WHAT YOU SHOULD DO => Find the string "TilelightResult" in the data, and copy out each line that has it.

[Collected data]

________________

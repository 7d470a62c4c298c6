use tracing::debug;

use crate::config::NoiseEstimationConfig;
use crate::film::buffer::PlaneBuffer;
use crate::film::model::Film;
use crate::film::stats;
use crate::foundation::error::{TilelightError, TilelightResult};

/// Adaptive per-pixel noise estimator.
///
/// Produces a normalized [0, 1] "where to spend more samples" weight map in
/// the film's `Noise` channel, from the same snapshot-comparison technique
/// the convergence test uses. Without a `Noise` channel the estimator is
/// inert.
#[derive(Clone, Debug)]
pub struct NoiseEstimator {
    warmup: u32,
    test_step: u32,
    filter_scale: u32,

    width: u32,
    height: u32,
    reference: PlaneBuffer<3>,
    last_sample_count: f64,
    first_test: bool,
}

impl NoiseEstimator {
    /// Builds an estimator bound to one image shape.
    pub fn new(width: u32, height: u32, config: &NoiseEstimationConfig) -> TilelightResult<Self> {
        if width == 0 || height == 0 {
            return Err(TilelightError::config(
                "noise estimation requires a non-zero image area",
            ));
        }
        Ok(Self {
            warmup: config.warmup_samples,
            test_step: config.test_step,
            filter_scale: config.filter_scale,
            width,
            height,
            reference: PlaneBuffer::new(width, height),
            last_sample_count: 0.0,
            first_test: true,
        })
    }

    /// Discards the snapshot and marks the whole noise map as unknown.
    pub fn reset(&mut self, film: &mut Film) {
        self.reference.clear();
        self.last_sample_count = 0.0;
        self.first_test = true;
        if let Some(channel) = film.noise_mut() {
            channel.fill([f32::INFINITY]);
        }
    }

    /// Whether enough new samples have arrived for an update to be worth it.
    pub fn update_required(&self, film: &Film) -> bool {
        if !film.has_channel(crate::ChannelKind::Noise) {
            return false;
        }
        if film.samples_per_pixel() <= f64::from(self.warmup) {
            return false;
        }
        film.total_sample_count() - self.last_sample_count
            > f64::from(self.width * self.height) * f64::from(self.test_step)
    }

    /// Runs one estimation step over the film's `Display` channel.
    ///
    /// No-op when the `Noise` channel is absent, during warm-up, before
    /// `test_step` new samples per pixel have arrived, or while some pixel
    /// still has fewer than `test_step` samples of its own.
    pub fn test(&mut self, film: &mut Film) -> TilelightResult<()> {
        if film.width() != self.width || film.height() != self.height {
            return Err(TilelightError::film(format!(
                "noise estimator bound to {}x{}, got film {}x{}",
                self.width,
                self.height,
                film.width(),
                film.height()
            )));
        }
        if !self.update_required(film) {
            return Ok(());
        }
        self.last_sample_count = film.total_sample_count();

        let display = film
            .display()
            .ok_or_else(|| TilelightError::film("noise estimation requires a Display channel"))?;

        if self.first_test {
            self.reference.copy_from(display)?;
            self.first_test = false;
            debug!("noise estimation first pass");
            return Ok(());
        }

        // The z-score statistics are only meaningful once every pixel has a
        // baseline of its own samples. Either estimator satisfies the gate;
        // screen-normalized samples carry no per-pixel count, so their
        // image-wide mean stands in for it.
        let has_pixel = film.has_channel(crate::ChannelKind::RadiancePerPixelNormalized);
        let has_screen = film.has_channel(crate::ChannelKind::RadiancePerScreenNormalized);
        if has_pixel || has_screen {
            let threshold = self.test_step as f32;
            let screen_ok = has_screen && film.screen_samples_per_pixel() >= f64::from(threshold);
            if !screen_ok {
                for y in 0..self.height {
                    for x in 0..self.width {
                        if !(has_pixel && film.pixel_sample_weight(x, y) >= threshold) {
                            self.reference.copy_from(display)?;
                            return Ok(());
                        }
                    }
                }
            }
        }

        let pixel_count = (self.width * self.height) as usize;
        let mut error_map = vec![0.0f32; pixel_count];
        for (idx, err) in error_map.iter_mut().enumerate() {
            let [rr, rg, rb] = self.reference.at(idx);
            let [ir, ig, ib] = display.at(idx);

            let delta = (ir - rr).abs() + (ig - rg).abs() + (ib - rb).abs();
            let sum = ir + ig + ib;
            *err = if sum != 0.0 { delta / sum.sqrt() } else { 0.0 };
        }

        if self.filter_scale > 0 {
            let mut smoothed =
                stats::window_average(&error_map, self.width, self.height, self.filter_scale);
            let (min, max) = stats::standardize(&mut smoothed, 6.0);
            stats::normalize_unit(&mut smoothed, min, max);

            if let Some(channel) = film.noise_mut() {
                for (idx, v) in smoothed.into_iter().enumerate() {
                    *channel.at_mut(idx) = [v];
                }
            }
            debug!(filter_scale = self.filter_scale, "noise estimation step");
        }

        self.reference.copy_from(film.display().ok_or_else(|| {
            TilelightError::film("noise estimation requires a Display channel")
        })?)?;
        Ok(())
    }
}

________________

FINAL ANSWER =>
use crate::foundation::error::{TilelightError, TilelightResult};
    pub fn new(width: u32, height: u32, config: &NoiseEstimationConfig) -> TilelightResult<Self> {
    pub fn test(&mut self, film: &mut Film) -> TilelightResult<()> {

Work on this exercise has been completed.